## TASK OBJECTIVE
Determine how many lines below contain the word "None", then state only that figure.

## DATASET
//! Simulation engine that orchestrates weather, prediction, and integration.

use chrono::{Datelike, NaiveDateTime, Timelike};
use rand::{Rng, SeedableRng, rngs::StdRng};
use tracing::{debug, info, warn};

use crate::config::{ConfigError, ScenarioConfig};
use crate::devices::{BatteryBank, CampusLoad, Device, DeviceContext, SolarArray, WindTurbine};
use crate::error::{EngineError, finite};
use crate::math::round_dp;
use crate::predict::{EnergyPrediction, predict};
use crate::sensors::synthesize_sensors;
use crate::weather::{Season, WeatherSample, WeatherSynthesizer};

use super::clock::SimClock;
use super::power_balance::grid_exchange;
use super::types::{EnergyRecord, ForecastLabel, Mode, TickOutput};

/// Nameplate solar capacity (kW).
pub const DEFAULT_SOLAR_KW: f32 = 300.0;
/// Nameplate wind capacity (kW).
pub const DEFAULT_WIND_KW: f32 = 100.0;
/// Campus base load (kW).
pub const DEFAULT_BASE_LOAD_KW: f32 = 200.0;
/// Grid emission factor avoided per kWh of renewable generation.
pub const DEFAULT_CARBON_KG_PER_KWH: f32 = 0.82;

/// Turns efficiencies into generation, demand, and grid exchange, and
/// advances the battery bank.
#[derive(Debug, Clone)]
pub struct Integrator {
    solar: SolarArray,
    wind: WindTurbine,
    load: CampusLoad,
    carbon_kg_per_kwh: f32,
}

impl Default for Integrator {
    fn default() -> Self {
        Self::new(
            DEFAULT_SOLAR_KW,
            DEFAULT_WIND_KW,
            DEFAULT_BASE_LOAD_KW,
            DEFAULT_CARBON_KG_PER_KWH,
        )
    }
}

impl Integrator {
    /// Creates an integrator for a plant of the given size.
    ///
    /// # Arguments
    ///
    /// * `solar_kw` - Nameplate solar capacity
    /// * `wind_kw` - Nameplate wind capacity
    /// * `base_load_kw` - Campus base load
    /// * `carbon_kg_per_kwh` - CO2 avoided per unit of renewable generation
    pub fn new(solar_kw: f32, wind_kw: f32, base_load_kw: f32, carbon_kg_per_kwh: f32) -> Self {
        Self {
            solar: SolarArray::new(solar_kw),
            wind: WindTurbine::new(wind_kw),
            load: CampusLoad::new(base_load_kw),
            carbon_kg_per_kwh: carbon_kg_per_kwh.max(0.0),
        }
    }

    /// Produces the energy record for one tick and advances `battery`.
    ///
    /// All values are computed and checked before the battery is touched, so
    /// a failed tick leaves the persistent level unchanged.
    ///
    /// # Errors
    ///
    /// Returns [`EngineError::NonFiniteValue`] if any computed power is NaN or infinite.
    pub fn integrate(
        &self,
        timestamp: NaiveDateTime,
        prediction: &EnergyPrediction,
        weather: &WeatherSample,
        battery: &mut BatteryBank,
    ) -> Result<EnergyRecord, EngineError> {
        let ctx = DeviceContext::new(timestamp.hour(), prediction);

        let solar_kw = finite(self.solar.device_type(), self.solar.power_kw(&ctx))?;
        let wind_kw = finite(self.wind.device_type(), self.wind.power_kw(&ctx))?;
        let load_kw = finite(self.load.device_type(), self.load.power_kw(&ctx))?;
        let optimal = finite("batteryOptimalCharge", prediction.battery_optimal_charge)?;

        let generation_kw = solar_kw + wind_kw;
        let exchange = grid_exchange(generation_kw, load_kw);

        let level = battery.advance(exchange.balance_kw, optimal, prediction.recommendation);

        Ok(EnergyRecord {
            timestamp,
            solar_gen_kw: round_dp(solar_kw, 2),
            wind_gen_kw: round_dp(wind_kw, 2),
            load_demand_kw: round_dp(load_kw, 2),
            battery_soc_percent: round_dp(level, 1),
            grid_import_kw: round_dp(exchange.import_kw, 2),
            grid_export_kw: round_dp(exchange.export_kw, 2),
            weather: weather.condition.as_str().to_string(),
            forecast: ForecastLabel::from_balance(exchange.balance_kw),
            temperature: round_dp(weather.temperature, 1),
            carbon_saved_kg: round_dp(generation_kw * self.carbon_kg_per_kwh, 2),
        })
    }
}

/// Fixed record returned when a tick cannot be computed.
pub fn fallback_record(timestamp: NaiveDateTime) -> EnergyRecord {
    EnergyRecord {
        timestamp,
        solar_gen_kw: 150.0,
        wind_gen_kw: 25.0,
        load_demand_kw: 180.0,
        battery_soc_percent: 65.0,
        grid_import_kw: 5.0,
        grid_export_kw: 0.0,
        weather: "sunny".to_string(),
        forecast: ForecastLabel::Balanced,
        temperature: 30.0,
        carbon_saved_kg: 143.5,
    }
}

/// Simulation engine owning the plant, the battery bank, the clock, and the
/// random source.
///
/// Generic over `R: Rng` so tests can inject a seeded generator. Each
/// instance is independent; any number can coexist in one process. All
/// battery mutation goes through `&mut self`, so sharing an engine across
/// threads requires wrapping it in a lock.
#[derive(Debug)]
pub struct Engine<R: Rng> {
    integrator: Integrator,
    battery: BatteryBank,
    clock: SimClock,
    rng: R,
    mode: Mode,
    api_key: Option<String>,
}

impl Engine<StdRng> {
    /// Builds a seeded engine from a validated scenario.
    ///
    /// # Errors
    ///
    /// Returns the first [`ConfigError`] if the scenario is invalid.
    pub fn from_config(cfg: &ScenarioConfig) -> Result<Self, ConfigError> {
        if let Some(e) = cfg.validate().into_iter().next() {
            return Err(e);
        }
        let p = &cfg.plant;
        let integrator = Integrator::new(
            p.max_solar_kw,
            p.max_wind_kw,
            p.base_load_kw,
            p.carbon_kg_per_kwh,
        );
        let mut engine = Engine::new(
            integrator,
            BatteryBank::new(p.initial_battery_percent),
            cfg.clock()?,
            StdRng::seed_from_u64(cfg.simulation.seed),
        );
        engine.mode = cfg.mode()?;
        Ok(engine)
    }
}

impl<R: Rng> Engine<R> {
    /// Creates a new engine in online mode.
    pub fn new(integrator: Integrator, battery: BatteryBank, clock: SimClock, rng: R) -> Self {
        Self {
            integrator,
            battery,
            clock,
            rng,
            mode: Mode::Online,
            api_key: None,
        }
    }

    /// Switches between `"online"` and `"offline"`; effective from the next tick.
    ///
    /// # Errors
    ///
    /// Returns [`EngineError::InvalidMode`] for any other mode string. The
    /// current mode is left unchanged.
    pub fn set_mode(&mut self, mode: &str, api_key: Option<String>) -> Result<(), EngineError> {
        let mode: Mode = mode.parse()?;
        if mode != self.mode {
            info!(from = %self.mode, to = %mode, "switching mode");
        }
        self.mode = mode;
        if api_key.is_some() {
            self.api_key = api_key;
        }
        Ok(())
    }

    pub fn mode(&self) -> Mode {
        self.mode
    }

    /// Weather service key handed over with the last `set_mode` call, if any.
    pub fn api_key(&self) -> Option<&str> {
        self.api_key.as_deref()
    }

    /// Current persistent battery level (%).
    pub fn battery_level(&self) -> f32 {
        self.battery.level()
    }

    pub fn clock(&self) -> &SimClock {
        &self.clock
    }

    /// Runs one tick with synthesized weather. Never fails.
    pub fn tick(&mut self) -> TickOutput {
        match self.clock.tick() {
            Some(now) => self.tick_at(now, None),
            None => self.clock_exhausted(),
        }
    }

    /// Runs one tick with weather supplied by an external feed.
    ///
    /// An invalid sample is logged and replaced by a synthesized one.
    pub fn tick_with_weather(&mut self, weather: WeatherSample) -> TickOutput {
        let Some(now) = self.clock.tick() else {
            return self.clock_exhausted();
        };
        let supplied = match weather.validate() {
            Ok(()) => Some(weather),
            Err(e) => {
                warn!(error = %e, "discarding supplied weather, synthesizing instead");
                None
            }
        };
        self.tick_at(now, supplied)
    }

    /// Executes `ticks` consecutive ticks and returns every output.
    pub fn run(&mut self, ticks: usize) -> Vec<TickOutput> {
        (0..ticks).map(|_| self.tick()).collect()
    }

    fn tick_at(&mut self, now: NaiveDateTime, supplied: Option<WeatherSample>) -> TickOutput {
        match self.try_tick(now, supplied) {
            Ok(out) => out,
            Err(e) => {
                warn!(error = %e, timestamp = %now, "tick failed, returning fallback record");
                self.fallback_output(now)
            }
        }
    }

    fn try_tick(
        &mut self,
        now: NaiveDateTime,
        supplied: Option<WeatherSample>,
    ) -> Result<TickOutput, EngineError> {
        let hour = now.hour();
        let season = Season::from_month(now.month());
        let profile = season.profile();

        let weather = match supplied {
            Some(w) => w.settled_at(hour),
            None => WeatherSynthesizer.synthesize(hour, season, &mut self.rng),
        };
        weather.validate()?;

        let sensors = match self.mode {
            Mode::Offline => Some(synthesize_sensors(&weather, hour, &mut self.rng)),
            Mode::Online => None,
        };

        let prediction = predict(&weather, &profile, sensors.as_ref());
        let record =
            self.integrator
                .integrate(now, &prediction, &weather, &mut self.battery)?;

        debug!(
            timestamp = %now,
            season = ?season,
            condition = %weather.condition,
            solar_eff = prediction.solar_efficiency,
            wind_eff = prediction.wind_efficiency,
            load_mult = prediction.load_multiplier,
            action = prediction.recommendation.as_str(),
            battery = record.battery_soc_percent,
            "tick"
        );

        Ok(TickOutput {
            energy_record: record,
            weather_sample: weather,
            prediction,
            sensor_sample: sensors,
            mode: self.mode,
            fallback: false,
        })
    }

    fn clock_exhausted(&self) -> TickOutput {
        warn!(
            ticks = self.clock.ticks(),
            "simulated clock overflowed, returning fallback record"
        );
        self.fallback_output(NaiveDateTime::MAX)
    }

    fn fallback_output(&self, now: NaiveDateTime) -> TickOutput {
        TickOutput {
            energy_record: fallback_record(now),
            weather_sample: WeatherSample::fallback(),
            prediction: EnergyPrediction::fallback(),
            sensor_sample: None,
            mode: self.mode,
            fallback: true,
        }
    }
}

## OUTPUT OF THE EXERCISE
7